奈良 メジャーになったとき、自分のアンテナで、あるいは偶然に僕の作品を知ってくれた人たちと、コマーシャリズムや流行の中で作品を知った人たちの間には決定的な違いがあった。その頃思い出していたのは、ドイツにいたときに読んだ本のこと。マイケル・アゼラットが書いたニルヴァーナのカート・コバーンのインタビュー集『病んだ魂』(原題:COME AS YOU ARE)。その中で、ニルヴァーナがまだインディーズだった頃には、自分の好きな人や自分が望むタイプの人しかライブには来なかったのに、ヒット曲を出したことで、いちばん嫌いな体育会系の連中がやって来て、前の方でノリノリにはしゃぐ状況が生まれてしまう。それをカート・コバーンが歌いながら複雑な心境で目にするという逸話。カート・コバーンと自分を一緒にするのは恥ずかしいけど、そのツラさみたいなものがすごくよくわかって、最悪な気分になった。
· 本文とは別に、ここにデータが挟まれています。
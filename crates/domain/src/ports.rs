//! Port definitions (traits) for external dependencies
//!
//! These traits define the boundaries between the domain and external systems.
//! Adapters implement these traits to connect to real infrastructure.

use async_trait::async_trait;
use thiserror::Error;

use crate::model::{InventoryItem, ItemName, Recipe};

/// Error type for inventory store operations
#[derive(Debug, Error)]
pub enum StoreError {
    #[error("Store unavailable: {0}")]
    Unavailable(String),
    #[error("Serialization error: {0}")]
    Serialization(String),
}

/// Port for the document store holding the `inventory` collection
///
/// The four primitives mirror what a document store offers: list-all,
/// get-by-key, upsert-by-key and delete-by-key. `apply_delta` has a
/// read-modify-write default; stores with atomic counters override it.
#[async_trait]
pub trait InventoryStore: Send + Sync {
    /// Fetch every record, in store-defined order
    async fn list_items(&self) -> Result<Vec<InventoryItem>, StoreError>;

    /// Fetch a single record, `None` if absent
    async fn get_item(&self, name: &ItemName) -> Result<Option<InventoryItem>, StoreError>;

    /// Create or fully replace a record
    async fn put_item(&self, item: &InventoryItem) -> Result<(), StoreError>;

    /// Remove a record; absent records are not an error
    async fn delete_item(&self, name: &ItemName) -> Result<(), StoreError>;

    /// Apply `delta` to the named counter and return the resulting quantity,
    /// or `None` when no record remains.
    ///
    /// The default is get-then-put with no concurrency check: two writers
    /// racing on the same name can lose an update.
    async fn apply_delta(&self, name: &ItemName, delta: i64) -> Result<Option<u32>, StoreError> {
        let current = self.get_item(name).await?.map(|item| item.quantity);
        let next = resolve_delta(current, delta)?;

        match next {
            Some(quantity) => {
                self.put_item(&InventoryItem::new(name.clone(), quantity))
                    .await?
            }
            None if current.is_some() => self.delete_item(name).await?,
            None => {}
        }

        Ok(next)
    }

    /// Whether `apply_delta` is atomic for this store
    fn atomic_deltas(&self) -> bool {
        false
    }

    /// Cheap connectivity probe
    async fn health_check(&self) -> Result<(), StoreError> {
        self.list_items().await.map(|_| ())
    }

    /// Backend name (e.g., "sqlite", "firestore")
    fn backend(&self) -> &'static str;
}

/// Resulting quantity after applying `delta` to `current`
///
/// Absent records are only created by a positive delta, and any result at or
/// below zero means the record must not exist.
pub fn resolve_delta(current: Option<u32>, delta: i64) -> Result<Option<u32>, StoreError> {
    let next = match current {
        Some(quantity) => i64::from(quantity) + delta,
        None if delta > 0 => delta,
        None => return Ok(None),
    };

    if next <= 0 {
        return Ok(None);
    }

    u32::try_from(next)
        .map(Some)
        .map_err(|_| StoreError::Serialization(format!("Quantity {} out of range", next)))
}

/// Error type for recipe generation
#[derive(Debug, Error)]
pub enum GenerationError {
    #[error("Generation endpoint unavailable: {0}")]
    Unavailable(String),
    #[error("Rate limited")]
    RateLimited,
    #[error("Timeout")]
    Timeout,
    #[error("Invalid response: {0}")]
    InvalidResponse(String),
    #[error("Configuration error: {0}")]
    Config(String),
}

/// Input for recipe generation
#[derive(Debug, Clone)]
pub struct RecipeRequest {
    /// Current inventory contents
    pub items: Vec<InventoryItem>,
}

/// Port for the text-generation endpoint
#[async_trait]
pub trait RecipeGenerator: Send + Sync {
    /// Generate a recipe from the given inventory
    async fn generate(&self, request: RecipeRequest) -> Result<Recipe, GenerationError>;
}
あの頃は、個人的な視点で自分や作品を見てくれている人たちのことよりも、そうじゃない人たちのことばかりが目について、そういった人たちが「嫌だ!」ということしか頭に入らなかった。そのときなぜ自分は、共感してくれる人たちのことを考えられなかったのかなと今になって思う。あの渦中にいたとき、なぜそれに気づけなかったのかと。